The final rule also requires that a physician’s inpatient admission order be present in the medical record and the corresponding admission and progress notes must support that services are required to be performed on an inpatient basis. Physicians must also certify that their services were provided in accordance with applicable law throughout the patient’s stay.
Impact of New Rules for Hospitals
These new rules and policy clarifications have important implications for hospitals:
Inpatient orders. CMS explicitly states that if the physician’s order is not in the medical record, the hospital should not submit a claim for Medicare Part A payment. Hospitals can expect further guidance from CMS on verbal orders. At a minimum, hospitals should ensure that all inpatient admissions are supported by documented physician orders.
Elimination of 1-day inpatient stays? While hospitals may be relieved that inpatient stays that span at least 2 midnights will be considered presumptively reasonable for medical review purposes, significant vulnerability exists with admissions that last 24 hours or more, but less than 2 midnights. Under previous guidance, physicians were instructed to use a 24-hour benchmark for ordering inpatient admission. CMS’s new presumption effectively eliminates inpatient Medicare payment for stays physicians determine should extend 24-hours or longer but do not cover 2 nights. For example, a Medicare patient admitted early in the morning who is estimated to stay in the hospital 40 hours may be categorically excluded from inpatient reimbursement.

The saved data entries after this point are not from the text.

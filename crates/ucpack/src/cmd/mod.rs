use clap::{Args, Subcommand, ValueEnum};
use std::path::PathBuf;

use ucpack_frame::{
    EndMarkerRecovery, FrameConfig, DEFAULT_CAPACITY, DEFAULT_END_MARKER, DEFAULT_START_MARKER,
};

use crate::exit::{frame_error, CliError, CliResult};
use crate::output::OutputFormat;

pub mod crc;
pub mod decode;
pub mod pack;
pub mod shapes;
pub mod version;

#[derive(Subcommand, Debug)]
pub enum Command {
    /// Frame a command and its values.
    Pack(PackArgs),
    /// Deframe a byte stream and print each valid packet.
    Decode(DecodeArgs),
    /// Compute the CRC-8/MAXIM of hex bytes.
    Crc(CrcArgs),
    /// List the built-in payload shapes.
    Shapes(ShapesArgs),
    /// Show version information.
    Version(VersionArgs),
}

pub fn run(command: Command, frame: &FrameArgs, format: OutputFormat) -> CliResult<i32> {
    match command {
        Command::Pack(args) => pack::run(args, &frame.to_config()?, format),
        Command::Decode(args) => decode::run(args, &frame.to_config()?, format),
        Command::Crc(args) => crc::run(args, format),
        Command::Shapes(args) => shapes::run(args, format),
        Command::Version(args) => version::run(args),
    }
}

/// Framing options shared by every subcommand.
#[derive(Args, Debug, Clone)]
pub struct FrameArgs {
    /// Start marker: a literal character, 0x-prefixed hex, or a decimal of two or more digits.
    #[arg(long, value_name = "BYTE", env = "UCPACK_START_MARKER", global = true, value_parser = parse_marker)]
    pub start_marker: Option<u8>,

    /// End marker: a literal character, 0x-prefixed hex, or a decimal of two or more digits.
    #[arg(long, value_name = "BYTE", env = "UCPACK_END_MARKER", global = true, value_parser = parse_marker)]
    pub end_marker: Option<u8>,

    /// Ingest buffer capacity in bytes.
    #[arg(long, value_name = "BYTES", env = "UCPACK_CAPACITY", global = true)]
    pub capacity: Option<usize>,

    /// What to do when a frame's end marker is wrong.
    #[arg(long, value_name = "POLICY", global = true)]
    pub on_bad_end: Option<Recovery>,
}

#[derive(Copy, Clone, Debug, ValueEnum)]
pub enum Recovery {
    /// Skip the frame's start marker and resynchronize.
    DropStart,
    /// Keep the buffer as is until eviction clears it.
    Hold,
}

impl FrameArgs {
    pub fn to_config(&self) -> CliResult<FrameConfig> {
        let config = FrameConfig {
            start_marker: self.start_marker.unwrap_or(DEFAULT_START_MARKER),
            end_marker: self.end_marker.unwrap_or(DEFAULT_END_MARKER),
            capacity: self.capacity.unwrap_or(DEFAULT_CAPACITY),
            end_marker_recovery: match self.on_bad_end {
                Some(Recovery::Hold) => EndMarkerRecovery::Hold,
                Some(Recovery::DropStart) | None => EndMarkerRecovery::DropStart,
            },
        };
        config
            .validate()
            .map_err(|err| frame_error("invalid framing options", err))?;
        Ok(config)
    }
}

#[derive(Args, Debug)]
pub struct PackArgs {
    /// Payload shape, e.g. C1B, C3F, C2B1F.
    pub shape: String,
    /// Command code (0-255).
    #[arg(long, short = 'c')]
    pub code: u8,
    /// One value per shape field, in order.
    #[arg(allow_negative_numbers = true)]
    pub values: Vec<String>,
}

#[derive(Args, Debug)]
pub struct DecodeArgs {
    /// Input file. Reads stdin when omitted or `-`.
    pub file: Option<PathBuf>,
    /// Treat input as hex text instead of raw bytes.
    #[arg(long)]
    pub hex: bool,
    /// Decode every packet's data with this shape.
    #[arg(long)]
    pub shape: Option<String>,
}

#[derive(Args, Debug)]
pub struct CrcArgs {
    /// Bytes as hex, e.g. `05c8` or `"05 c8"`.
    pub hex: String,
}

#[derive(Args, Debug, Default)]
pub struct ShapesArgs {}

#[derive(Args, Debug)]
pub struct VersionArgs {
    /// Show extended build provenance.
    #[arg(long)]
    pub extended: bool,
}

/// Parse a marker byte given as `A`, `0x41`, or `65`. A lone digit is taken
/// as a literal character.
pub fn parse_marker(input: &str) -> Result<u8, String> {
    let input = input.trim();
    if let Some(hex) = input
        .strip_prefix("0x")
        .or_else(|| input.strip_prefix("0X"))
    {
        return u8::from_str_radix(hex, 16).map_err(|err| format!("invalid hex byte '{input}': {err}"));
    }
    if input.chars().all(|c| c.is_ascii_digit()) && input.len() > 1 {
        return input
            .parse::<u8>()
            .map_err(|err| format!("invalid byte '{input}': {err}"));
    }
    match input.as_bytes() {
        [byte] => Ok(*byte),
        _ => Err(format!(
            "'{input}' is not a single character, 0x-prefixed hex, or decimal byte"
        )),
    }
}

/// Parse hex text, ignoring whitespace, `:` and `,` separators.
pub fn parse_hex(input: &str) -> Result<Vec<u8>, String> {
    let digits: String = input
        .chars()
        .filter(|c| !c.is_ascii_whitespace() && *c != ':' && *c != ',')
        .collect();
    hex::decode(&digits).map_err(|err| format!("invalid hex input: {err}"))
}

pub fn resolve_shape(name: &str) -> CliResult<&'static ucpack_frame::Shape> {
    ucpack_frame::Shape::from_name(name).ok_or_else(|| {
        CliError::usage(format!(
            "unknown shape '{name}' (run `ucpack shapes` for the list)"
        ))
    })
}
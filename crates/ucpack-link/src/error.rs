use std::time::Duration;

/// Errors that can occur on the camera link.
#[derive(Debug, thiserror::Error)]
pub enum LinkError {
    /// Frame-level error.
    #[error("frame error: {0}")]
    Frame(#[from] ucpack_frame::FrameError),

    /// The radio failed to send or receive.
    #[error("radio error: {0}")]
    Radio(String),

    /// The drive rejected a command.
    #[error("drive error: {0}")]
    Drive(String),

    /// No camera answered the hello broadcast in time.
    #[error("handshake timed out after {0:?}")]
    HandshakeTimedOut(Duration),

    /// A camera message could not be parsed as a tracking command.
    #[error("invalid tracking command: {0}")]
    InvalidCommand(String),
}

pub type Result<T> = std::result::Result<T, LinkError>;
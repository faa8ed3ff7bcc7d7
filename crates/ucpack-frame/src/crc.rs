//! CRC-8/MAXIM (a.k.a. CRC-8/Dallas 1-Wire).
//!
//! Reflected algorithm: polynomial 0x31 applied LSB-first (0x8C), seed 0x00,
//! no final XOR. Must match the peer byte for byte.

/// Reflected CRC-8/MAXIM polynomial.
pub const CRC8_MAXIM_POLY: u8 = 0x8C;

/// Compute the CRC-8/MAXIM of `data`.
pub fn crc8_maxim(data: &[u8]) -> u8 {
    let mut digest = Crc8::new();
    digest.update(data);
    digest.finalize()
}

/// Incremental CRC-8/MAXIM digest.
#[derive(Debug, Clone, Copy, Default, PartialEq, Eq)]
pub struct Crc8 {
    crc: u8,
}

impl Crc8 {
    pub const fn new() -> Self {
        Self { crc: 0x00 }
    }

    /// Feed one byte.
    pub fn push(&mut self, byte: u8) {
        let mut data = byte;
        for _ in 0..8 {
            let mix = (self.crc ^ data) & 0x01;
            self.crc >>= 1;
            if mix != 0 {
                self.crc ^= CRC8_MAXIM_POLY;
            }
            data >>= 1;
        }
    }

    /// Feed a run of bytes.
    pub fn update(&mut self, data: &[u8]) {
        for &byte in data {
            self.push(byte);
        }
    }

    pub fn finalize(self) -> u8 {
        self.crc
    }
}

Documentation is critical. Although physician documentation of medical necessity has always been important in medical reviews, CMS’s rulemaking makes such documentation critical for short-stay hospital admissions. For example, if a patient is admitted as an inpatient but ultimately stays less than 2 midnights, the admission is likely to be targeted for review, and hospital payment at the inpatient level will depend on whether the physician adequately documented the expectation that care would span at least 2 midnights. Hospitals should ensure that their medical staffs are aware of the new admission guidelines and receive training on documentation requirements. Hospital case management staff should also be charged with more rigorous short-stay reviews and ensuring that appropriate documentation exists for any patient treated as on an inpatient basis.
Be wary of 2-day stays. Although CMS states that the new presumption will enable it to focus on reviewing inpatients stays of one day or less, its focus may eventually expand to reviewing inpatient stays spanning exactly 2 midnights to determine whether care has been delayed or unnecessarily prolonged to qualify for the 2-midnights benchmark.
Increased fraud exposure. Additional certification of compliance obligations may make it easier for the government and whistleblowers to accuse physicians and hospitals of fraud if inpatient status is later determined to be inappropriate.
Physician judgment is supreme. Despite its adoption of an arbitrary time-based presumption for medical review purposes, CMS reiterated its “longstanding policy” that it does not “define or pay under Medicare Part A for inpatient admissions solely on the basis of the length of time the beneficiary actually spends in the hospital.” CMS recognizes that “the inpatient admission decision is a complex medical judgment that should take into account many factors,” such as the patient’s medical history and medical needs, the risk of an adverse event, and the relative appropriateness of treatment in the inpatient and outpatient settings. Thus, while time-based thresholds might be used by auditors to disallow payment for short stays, a physician’s informed decision to admit a patient remains a potent defense to allegations of fraudulent or abusive admitting practices that often follow adverse audit results.
Prior to the new rule taking effect on October 1, 2013, hospitals should review their approach to evaluating the medical necessity of inpatient hospital admissions and consult counsel with any questions related to changes in Medicare policy.